There was some considerable force in the submission of Blair Leahy KC, who appeared on behalf of Hildene Opportunities Master Fund II, Ltd, Invictus Special Situations Master I, L.P., Blackwell Partners LLC — Series A, Maso Capital Investments Limited, Star V Partners LLC, Oasis Investments II Master Fund Ltd and Alpine Partners (BVI) LP (the “Dissenters”) that the Company, in failing to file the Application earlier and the way in which it sought to progress the Application including its approach to the case management conference in November 2023, has in effect already obtained through the back door a further extension of six months.
By the Application correctly described by Tom Lowe KC, who appeared on behalf of the Company, as a “very unusual” one as it sought an open-ended extension, the Company applied for an order that it be granted yet another extension of time in respect of the period provided for in paragraph 10a of the Order for Directions dated 12 August 2022 (the “August 2022 Order”), as extended by Order of the Court dated 31 March 2023 as regards its obligation to give discovery in these proceedings until the later of 7 days following:
(a) the grant of regulatory approval by the government authorities of the People's Republic of China (“PRC”)
(b) the conclusion of the discovery processes pursuant to the applications ongoing in the United States under section 1782 of Title 28 of the United States Code related to the Company (“the Section 1782 Applications”).
In this case there is a clash of the local laws of the Cayman Islands and the foreign laws of the PRC.

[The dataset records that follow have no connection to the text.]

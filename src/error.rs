use thiserror::Error;

/// Top-level error type for the roadpath kernel.
#[derive(Debug, Error)]
pub enum RoadpathError {
    #[error(transparent)]
    Geometry(#[from] GeometryError),

    #[error(transparent)]
    Config(#[from] ConfigError),
}

/// Errors raised while building trajectories.
#[derive(Debug, Error)]
pub enum GeometryError {
    #[error("composite trajectory needs at least one part")]
    EmptyComposite,

    #[error("degenerate geometry: {0}")]
    Degenerate(String),
}

/// Errors raised while building tolerance parameter sets.
#[derive(Debug, Error)]
pub enum ConfigError {
    #[error("invalid parameter {name} = {value}")]
    InvalidParameter { name: &'static str, value: f64 },
}

/// Convenience type alias for results using [`RoadpathError`].
pub type Result<T> = std::result::Result<T, RoadpathError>;
use crate::geometry::curve::Curve;
use crate::math::distance::point_to_segment_dist_sqr;
use crate::math::{HorizontalExt, Point3, Vector3};

/// Number of equal parameter steps in the coarse scan.
const COARSE_STEPS: u32 = 16;

/// Local refinement rounds after the coarse scan.
const REFINE_ROUNDS: u32 = 4;

/// Result of a closest point query.
#[derive(Debug, Clone, Copy)]
pub struct ClosestPointResult {
    /// The closest point on the curve.
    pub position: Point3,
    /// Unit horizontal tangent at the closest point.
    pub direction: Vector3,
    /// The parameter value at the closest point.
    pub parameter: f64,
    /// The distance from the query point to the closest point.
    pub distance: f64,
}

/// Finds the point on a curve closest to a given point.
///
/// A coarse chord scan picks the best interval, then a few rounds of local
/// bisection refine the parameter. This is a local search: on curves that
/// fold back sharply within one coarse interval it can settle on a local
/// minimum.
pub struct ClosestPointOnCurve<'a, C: Curve> {
    curve: &'a C,
    point: Point3,
}

impl<'a, C: Curve> ClosestPointOnCurve<'a, C> {
    /// Creates a new `ClosestPointOnCurve` query.
    #[must_use]
    pub fn new(curve: &'a C, point: Point3) -> Self {
        Self { curve, point }
    }

    /// Executes the query, returning the closest point result.
    #[must_use]
    pub fn execute(&self) -> ClosestPointResult {
        let t = self.refine(self.coarse_scan());
        let position = self.curve.position(t);

        ClosestPointResult {
            position,
            direction: self.curve.tangent(t).normalize_xz(),
            parameter: t,
            distance: (self.point - position).norm(),
        }
    }

    fn coarse_scan(&self) -> f64 {
        let steps = f64::from(COARSE_STEPS);
        let mut best = 1e11;
        let mut t = 0.0;
        let mut prev = self.curve.start_position();

        for i in 1..=COARSE_STEPS {
            let current = self.curve.position(f64::from(i) / steps);
            let (dist, u) = point_to_segment_dist_sqr(&prev, &current, &self.point);
            if dist < best {
                best = dist;
                t = (f64::from(i - 1) + u) / steps;
            }
            prev = current;
        }
        t
    }

    fn refine(&self, mut t: f64) -> f64 {
        let mut delta = 1.0 / f64::from(2 * COARSE_STEPS);

        for _ in 0..REFINE_ROUNDS {
            let min = self.curve.position((t - delta).max(0.0));
            let current = self.curve.position(t);
            let max = self.curve.position((t + delta).min(1.0));

            let (min_dist, min_u) = point_to_segment_dist_sqr(&min, &current, &self.point);
            let (max_dist, max_u) = point_to_segment_dist_sqr(&current, &max, &self.point);

            t = if min_dist >= max_dist {
                (t + delta * max_u).min(1.0)
            } else {
                (t - delta * (1.0 - min_u)).max(0.0)
            };
            delta *= 0.5;
        }
        t
    }
}
pub mod distance;
pub mod intersect_2d;
pub mod planar;

pub use planar::{angle_deg, direction_from_angle, next_index, prev_index, HorizontalExt, PlanarVector};

/// 2D point type.
pub type Point2 = nalgebra::Point2<f64>;

/// 3D point type.
pub type Point3 = nalgebra::Point3<f64>;

/// 2D vector type.
pub type Vector2 = nalgebra::Vector2<f64>;

/// 3D vector type.
pub type Vector3 = nalgebra::Vector3<f64>;

/// Global geometric tolerance for floating-point comparisons.
pub const TOLERANCE: f64 = 1e-10;

/// Below this magnitude a handle vector counts as collapsed.
pub const VECTOR_EPSILON: f64 = 1e-5;

/// Linear interpolation between two points.
///
/// Written in the `a * (1 - t) + b * t` form so that `t = 0` and `t = 1`
/// reproduce the endpoints exactly.
#[must_use]
pub fn lerp(a: &Point3, b: &Point3, t: f64) -> Point3 {
    Point3::from(a.coords * (1.0 - t) + b.coords * t)
}
use crate::math::{angle_deg, lerp, Point3, Vector3};
use crate::operations::query::{BezierLength, ClosestPointOnCurve, ClosestPointResult};

use super::Curve;

/// A cubic Bézier curve in 3D space.
///
/// `a` and `d` are the endpoints; `b` and `c` are the tangent handles.
///
/// ```text
/// B(t) = (1-t)³a + 3(1-t)²t b + 3(1-t)t² c + t³d
/// ```
#[derive(Debug, Clone, Copy, PartialEq)]
pub struct CubicBezier {
    /// Start point.
    pub a: Point3,
    /// Start handle.
    pub b: Point3,
    /// End handle.
    pub c: Point3,
    /// End point.
    pub d: Point3,
}

impl CubicBezier {
    /// Creates a new cubic Bézier curve.
    #[must_use]
    pub const fn new(a: Point3, b: Point3, c: Point3, d: Point3) -> Self {
        Self { a, b, c, d }
    }

    /// A straight Bézier from `start` to `end`, handles at the chord's thirds.
    #[must_use]
    pub fn from_straight(start: Point3, end: Point3) -> Self {
        Self::new(
            start,
            lerp(&start, &end, 1.0 / 3.0),
            lerp(&start, &end, 2.0 / 3.0),
            end,
        )
    }

    /// Splits at `t` with de Casteljau's algorithm, giving exact halves.
    #[must_use]
    pub fn split_at(&self, t: f64) -> (Self, Self) {
        let ab = lerp(&self.a, &self.b, t);
        let bc = lerp(&self.b, &self.c, t);
        let cd = lerp(&self.c, &self.d, t);
        let abc = lerp(&ab, &bc, t);
        let bcd = lerp(&bc, &cd, t);
        let mid = lerp(&abc, &bcd, t);

        (
            Self::new(self.a, ab, abc, mid),
            Self::new(mid, bcd, cd, self.d),
        )
    }

    /// Straight-line distance between the endpoints.
    #[must_use]
    pub fn chord_length(&self) -> f64 {
        (self.d - self.a).norm()
    }

    /// How far the curve still is from straight, in degrees.
    ///
    /// `0` when the two handles point exactly away from each other.
    #[must_use]
    pub fn delta_angle(&self) -> f64 {
        180.0 - angle_deg(&(self.b - self.a), &(self.c - self.d))
    }

    /// Closest point on the curve to `point`.
    #[must_use]
    pub fn closest_position(&self, point: &Point3) -> Point3 {
        self.closest(point).position
    }

    /// Horizontal direction of the curve at the point closest to `point`.
    #[must_use]
    pub fn closest_direction(&self, point: &Point3) -> Vector3 {
        self.closest(point).direction
    }

    fn closest(&self, point: &Point3) -> ClosestPointResult {
        ClosestPointOnCurve::new(self, *point).execute()
    }
}

impl Curve for CubicBezier {
    fn position(&self, t: f64) -> Point3 {
        let s = 1.0 - t;
        Point3::from(
            self.a.coords * (s * s * s)
                + self.b.coords * (3.0 * s * s * t)
                + self.c.coords * (3.0 * s * t * t)
                + self.d.coords * (t * t * t),
        )
    }

    fn tangent(&self, t: f64) -> Vector3 {
        let s = 1.0 - t;
        (self.b - self.a) * (3.0 * s * s)
            + (self.c - self.b) * (6.0 * s * t)
            + (self.d - self.c) * (3.0 * t * t)
    }

    fn cut(&self, t0: f64, t1: f64) -> Self {
        debug_assert!(t0 <= t1, "cut range reversed: {t0} > {t1}");
        let a = self.position(t0);
        let d = self.position(t1);
        let scale = (t1 - t0) / 3.0;
        Self::new(
            a,
            a + self.tangent(t0) * scale,
            d - self.tangent(t1) * scale,
            d,
        )
    }

    fn divide(&self) -> (Self, Self) {
        self.split_at(0.5)
    }

    /// Sum of the chords of both halves.
    fn magnitude(&self) -> f64 {
        let (first, second) = self.divide();
        first.chord_length() + second.chord_length()
    }

    fn length(&self) -> f64 {
        BezierLength::new(self).execute()
    }

    fn invert(&self) -> Self {
        Self::new(self.d, self.c, self.b, self.a)
    }

    fn split(&self, t: f64) -> (Self, Self) {
        self.split_at(t)
    }
}

#[cfg(test)]
mod tests {
    use approx::assert_abs_diff_eq;

    use super::*;

    fn arch() -> CubicBezier {
        CubicBezier::new(
            Point3::new(0.0, 0.0, 0.0),
            Point3::new(0.0, 0.0, 4.0),
            Point3::new(6.0, 0.0, 4.0),
            Point3::new(6.0, 0.0, 0.0),
        )
    }

    #[test]
    fn endpoints_and_midpoint() {
        let curve = arch();
        assert_eq!(curve.position(0.0), curve.a);
        assert_eq!(curve.position(1.0), curve.d);
        assert_abs_diff_eq!(curve.position(0.5), Point3::new(3.0, 0.0, 3.0), epsilon = 1e-12);
    }

    #[test]
    fn tangent_matches_handles_at_ends() {
        let curve = arch();
        assert_abs_diff_eq!(curve.tangent(0.0), (curve.b - curve.a) * 3.0, epsilon = 1e-12);
        assert_abs_diff_eq!(curve.tangent(1.0), (curve.d - curve.c) * 3.0, epsilon = 1e-12);
    }

    #[test]
    fn divide_halves_trace_the_curve() {
        let curve = arch();
        let (first, second) = curve.divide();
        assert_eq!(first.a, curve.a);
        assert_eq!(second.d, curve.d);
        assert_eq!(first.d, second.a);
        assert_abs_diff_eq!(first.d, curve.position(0.5), epsilon = 1e-12);
        assert_abs_diff_eq!(first.position(0.5), curve.position(0.25), epsilon = 1e-12);
        assert_abs_diff_eq!(second.position(0.5), curve.position(0.75), epsilon = 1e-12);
    }

    #[test]
    fn cut_matches_split() {
        let curve = arch();
        let (head, _) = curve.split_at(0.3);
        let cut = curve.cut(0.0, 0.3);
        assert_abs_diff_eq!(cut.b, head.b, epsilon = 1e-12);
        assert_abs_diff_eq!(cut.c, head.c, epsilon = 1e-12);
    }

    #[test]
    fn magnitude_is_two_chords() {
        let curve = arch();
        let mid = curve.position(0.5);
        let expected = (mid - curve.a).norm() + (curve.d - mid).norm();
        assert_abs_diff_eq!(curve.magnitude(), expected, epsilon = 1e-12);
    }

    #[test]
    fn straight_bezier_has_no_bend() {
        let curve = CubicBezier::from_straight(Point3::new(1.0, 0.0, 1.0), Point3::new(4.0, 0.0, 5.0));
        assert_abs_diff_eq!(curve.delta_angle(), 0.0, epsilon = 1e-4);
        assert_abs_diff_eq!(curve.length(), 5.0, epsilon = 1e-9);
        assert_abs_diff_eq!(curve.position(0.5), Point3::new(2.5, 0.0, 3.0), epsilon = 1e-12);
    }

    #[test]
    fn arch_bends_a_half_turn() {
        // Handles point the same way: fully folded back.
        assert_abs_diff_eq!(arch().delta_angle(), 180.0, epsilon = 1e-9);
    }

    #[test]
    fn closest_helpers_on_apex() {
        let curve = arch();
        let query = Point3::new(3.0, 0.0, 10.0);
        assert_abs_diff_eq!(curve.closest_position(&query), Point3::new(3.0, 0.0, 3.0), epsilon = 1e-3);
        let dir = curve.closest_direction(&query);
        assert_abs_diff_eq!(dir, Vector3::new(1.0, 0.0, 0.0), epsilon = 1e-3);
    }
}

Pursuant to the August 2022 Order the Company was required to give discovery of the relevant documentation in this case by 19 December 2022. By application dated 19 December 2022 the Company initially sought an extension of time to 28 April 2023 and subsequently to 29 September 2023. By order made on 31 March 2023 it was given until 29 September 2023 to complete its discovery. On 18 August 2023 the Company filed the Application seeking an open-ended extension of time in view of issues arising under the law of the PRC.
For reasons which follow, I have dismissed the Application and have declined to extend the deadline for the Company's discovery beyond 29 September 2023.
I have held that the relevant provisions of the laws of the PRC do apply to inter partes discovery and that there is an actual risk of prosecution but such risk is low to moderate. I have balanced the relevant factors. I have concluded that the...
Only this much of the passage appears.